The UK’s redesigned Cancer Drugs Fund financed drugs that were temporarily approved by the NHS rationing body, the National Institute for Health and Care Excellence (NICE), usually for about two years. Those were medicines that NICE considered promising, but whose benefits and value for money were not yet proven. NICE could gather more evidence during that time and then make a final decision on whether or not to recommend that NHS routinely pay for those treatments.

Dr Mastura said a new cancer drugs fund in Malaysia should cover patients in the public sector as they are the ones truly in need, and junior oncologists in government hospitals need to be familiar with innovative medicines.

“If we’re not used to using the drug, we may not even think about it,” said Dr Mastura, who previously worked in Ministry of Health (MOH) and university hospitals.

She told CodeBlue at the sidelines of the forum that for middle class Malaysians, the M40, drugs financed by the cancer fund could be provided to them through co-payments, with the proportion of payments by the fund and patient depending on one’s ability to pay.

Dr Mastura also said organisations like zakat institutions and the National Cancer Council (Makna) could channel their aid for cancer patients to the cancer drugs fund instead, claiming that zakat bodies sometimes paid for alternative therapy by as much as RM40,000.

“Zakat can be told that, if you have money, let’s say you allocate RM2 million for cancer patients, give to the fund lah.”

She added that the cancer drugs fund could also pay for services like next-generation sequencing treatment at a good rate from private hospitals, since the waiting time at public hospitals could be long.

The cancer drugs fund committee, she said, should comprise doctors from MOH, university hospitals, and private hospitals.

The Galen Centre for Health & Social Policy, secretariat for the Cancer Care Working Group which works to improve cancer policy, supports the establishing of a RM50 million seed fund for cancer treatment financing to encourage private sector ringgit-to-ringgit contribution.
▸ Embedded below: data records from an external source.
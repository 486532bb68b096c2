use axum::body::Body;
use axum::http::{HeaderName, HeaderValue, Request};
use axum::middleware::Next;
use axum::response::Response;

pub mod auth;
pub mod rate_limit;

const SECURITY_HEADERS: [(&str, &str); 3] = [
    ("x-content-type-options", "nosniff"),
    ("x-frame-options", "SAMEORIGIN"),
    ("x-xss-protection", "1; mode=block"),
];

pub async fn security_headers(req: Request<Body>, next: Next) -> Response {
    let mut res = next.run(req).await;
    let headers = res.headers_mut();
    for (name, value) in SECURITY_HEADERS {
        headers.insert(
            HeaderName::from_static(name),
            HeaderValue::from_static(value),
        );
    }
    res
}
//! Run configuration, resolved once before execution.

use crate::constants::{Address, DEFAULT_START};

/// Environment variable enabling the trace sink
pub const TRACE_VAR: &str = "DEBUG";

#[derive(Debug, Clone, PartialEq, Eq)]
pub struct Config {
    /// Initial value of the control register and the accumulator
    pub start: Address,

    /// Record every step on stderr
    pub trace: bool,
}

impl Default for Config {
    fn default() -> Self {
        Self {
            start: DEFAULT_START,
            trace: false,
        }
    }
}

impl Config {
    /// Read the configuration from the environment
    #[must_use]
    pub fn from_env() -> Self {
        let trace = std::env::var(TRACE_VAR)
            .map(|value| parse_toggle(&value))
            .unwrap_or(false);

        Self {
            trace,
            ..Self::default()
        }
    }
}

/// Interpret a boolean-ish environment value.
///
/// A leading nonzero integer enables the toggle, as do `true`, `yes` and
/// `on`. Anything else disables it.
#[must_use]
pub fn parse_toggle(value: &str) -> bool {
    let value = value.trim();
    if ["true", "yes", "on"]
        .iter()
        .any(|word| value.eq_ignore_ascii_case(word))
    {
        return true;
    }

    let digits = value.strip_prefix(['+', '-']).unwrap_or(value);
    digits
        .chars()
        .take_while(char::is_ascii_digit)
        .any(|c| c != '0')
}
It recently stated that this could be a form of public-private-patient partnership where the government, private sector and patient co-pay for cancer treatment to increase the availability and quality of existing treatment options.
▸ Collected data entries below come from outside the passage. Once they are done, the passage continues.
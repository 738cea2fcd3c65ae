//! Program listing loader.
//!
//! A listing is a sequence of hexadecimal words, each optionally followed by
//! a comma. Loading is permissive: it stops silently at the first token it
//! cannot read and keeps whatever was loaded up to that point.

use nom::{
    bytes::complete::{tag_no_case, take_while1},
    character::complete::{char, multispace0, one_of},
    combinator::{map, opt},
    sequence::{delimited, pair, preceded},
    IResult,
};
use tracing::{debug, warn};

use crate::constants::Word;
use crate::runtime::Memory;

/// Fold hexadecimal digits into a word, keeping the low 16 bits
fn from_hexadecimal(digits: &str) -> Word {
    digits
        .chars()
        .filter_map(|c| c.to_digit(16))
        .fold(0, |acc: Word, digit| {
            #[allow(clippy::cast_possible_truncation)]
            let digit = digit as Word;
            (acc << 4) | digit
        })
}

/// Extract a hexadecimal number, with an optional `0x` prefix
fn take_hexadecimal(input: &str) -> IResult<&str, &str> {
    preceded(opt(tag_no_case("0x")), take_while1(|c: char| c.is_ascii_hexdigit()))(input)
}

/// Parse one word of a listing and its optional trailing comma.
///
/// A leading `-` negates the word in two's complement.
pub fn parse_word(input: &str) -> IResult<&str, Word> {
    let signed = map(pair(opt(one_of("+-")), take_hexadecimal), |(sign, digits)| {
        let value = from_hexadecimal(digits);
        if sign == Some('-') {
            value.wrapping_neg()
        } else {
            value
        }
    });

    delimited(multispace0, signed, opt(char(',')))(input)
}

/// Fill memory from a listing, starting at address 0.
///
/// Returns the number of words loaded. Cells past the listing are left
/// untouched.
pub fn load(memory: &mut Memory, listing: &str) -> usize {
    let mut input = listing;
    let mut count = 0;

    for cell in memory.iter_mut() {
        match parse_word(input) {
            Ok((rest, word)) => {
                *cell = word;
                count += 1;
                input = rest;
            }
            Err(_) => break,
        }
    }

    let rest = input.trim_start();
    if rest.is_empty() {
        debug!(count, "Loaded program");
    } else if count == memory.len() {
        warn!(count, "Listing does not fit in memory, ignoring the rest");
    } else {
        let token: String = rest.chars().take(16).collect();
        warn!(count, %token, "Stopped loading at malformed token");
    }

    count
}

#[cfg(test)]
mod tests {
    use indoc::indoc;
    use pretty_assertions::assert_eq;

    use super::*;
    use crate::constants::MEMORY_SIZE;

    fn head(memory: &Memory, n: usize) -> Vec<Word> {
        memory.iter().take(n).copied().collect()
    }

    #[test]
    fn from_hexadecimal_test() {
        assert_eq!(from_hexadecimal("4F"), 0x4f);
        assert_eq!(from_hexadecimal("4f"), 0x4f); // Lower case works
        assert_eq!(from_hexadecimal("ffff"), 0xffff);
        assert_eq!(from_hexadecimal("12345"), 0x2345); // Only the low bits are kept
    }

    #[test]
    fn parse_word_test() {
        assert_eq!(parse_word("1,2"), Ok(("2", 1)));
        assert_eq!(parse_word("  6042, 1"), Ok((" 1", 0x6042)));
        assert_eq!(parse_word("0x4005,"), Ok(("", 0x4005)));
        assert_eq!(parse_word("0X4005"), Ok(("", 0x4005)));
        assert_eq!(parse_word("ab\n"), Ok(("\n", 0xab)));
        assert_eq!(parse_word("-1,"), Ok(("", 0xFFFF)));
        assert_eq!(parse_word("+2a"), Ok(("", 0x2A)));
        assert_eq!(parse_word("-0x10"), Ok(("", 0xFFF0)));
        assert!(parse_word("-").is_err());
        assert!(parse_word("x").is_err());
        assert!(parse_word(",1").is_err());
        assert!(parse_word("").is_err());
    }

    #[test]
    fn load_test() {
        let mut memory = Memory::default();
        assert_eq!(load(&mut memory, "1,2,3"), 3);
        assert_eq!(head(&memory, 5), [1, 2, 3, 0, 0]);
    }

    #[test]
    fn load_stops_at_malformed_token_test() {
        let mut memory = Memory::default();
        assert_eq!(load(&mut memory, "1,x,3"), 1);
        assert_eq!(head(&memory, 4), [1, 0, 0, 0]);
    }

    #[test]
    fn load_listing_test() {
        let listing = indoc! {"
            4005, 1003,
            605C,
            0
        "};

        let mut memory = Memory::default();
        assert_eq!(load(&mut memory, listing), 4);
        assert_eq!(head(&memory, 5), [0x4005, 0x1003, 0x605C, 0, 0]);
    }

    #[test]
    fn load_signed_words_test() {
        let mut memory = Memory::default();
        assert_eq!(load(&mut memory, "-1, +5, 3"), 3);
        assert_eq!(head(&memory, 4), [0xFFFF, 5, 3, 0]);
    }

    #[test]
    fn load_keeps_untouched_cells_test() {
        let mut memory = Memory::from_words(&[9, 9, 9]);
        assert_eq!(load(&mut memory, "1 2"), 2);
        assert_eq!(head(&memory, 3), [1, 2, 9]);
    }

    #[test]
    fn load_stops_when_memory_is_full_test() {
        let listing = "1,".repeat(MEMORY_SIZE + 10);
        let mut memory = Memory::default();
        assert_eq!(load(&mut memory, &listing), MEMORY_SIZE);
        assert!(memory.iter().all(|&w| w == 1));
    }
}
National Cancer Society Malaysia (NCSM) medical director Dr M. Murallitharan said a fund to finance new cancer treatments in Malaysia would not be a new practice, pointing out that the previous Barisan Nasional government once had a specific fund to pay for rare disease drugs.

“There should be a separate fund parked for access of innovative treatment,” Dr Murallitharan told the forum.

“An overall budget increase will of course be beneficial for everyone, but if we’re talking strictly about innovative treatment access, you probably need an earmarked kind of source.”

Dr Muralli said RM5 million would be a good start for the cancer drugs fund, adding that it could operate through co-payments for both the bottom 40 per cent of income earners (B40) and the M40.

He suggested that the fund cover 60 per cent of the treatment cost for the B40, whereas subsidies for the M40 could range between 30 and 40 per cent.

The fund committee deciding which cancer drugs and patients to cover should comprise a mix of clinicians, MOH policymakers, and patient groups.

“It’s also important to have patient representation,” Dr Muralli told CodeBlue at the sidelines of the forum.

CodeBlue recently reported a study by Universiti Malaya associate professor of clinical epidemiology and public health Dr Nirmala Bhoo Pathy that found almost two-thirds of cancer patients at University Malaya Medical Centre (UMMC) ran into financial catastrophe one year after their cancer diagnosis. The university hospital later defended the cost of its cancer treatments, saying that it provided the latest drugs like immunotherapy that were unavailable in MOH facilities.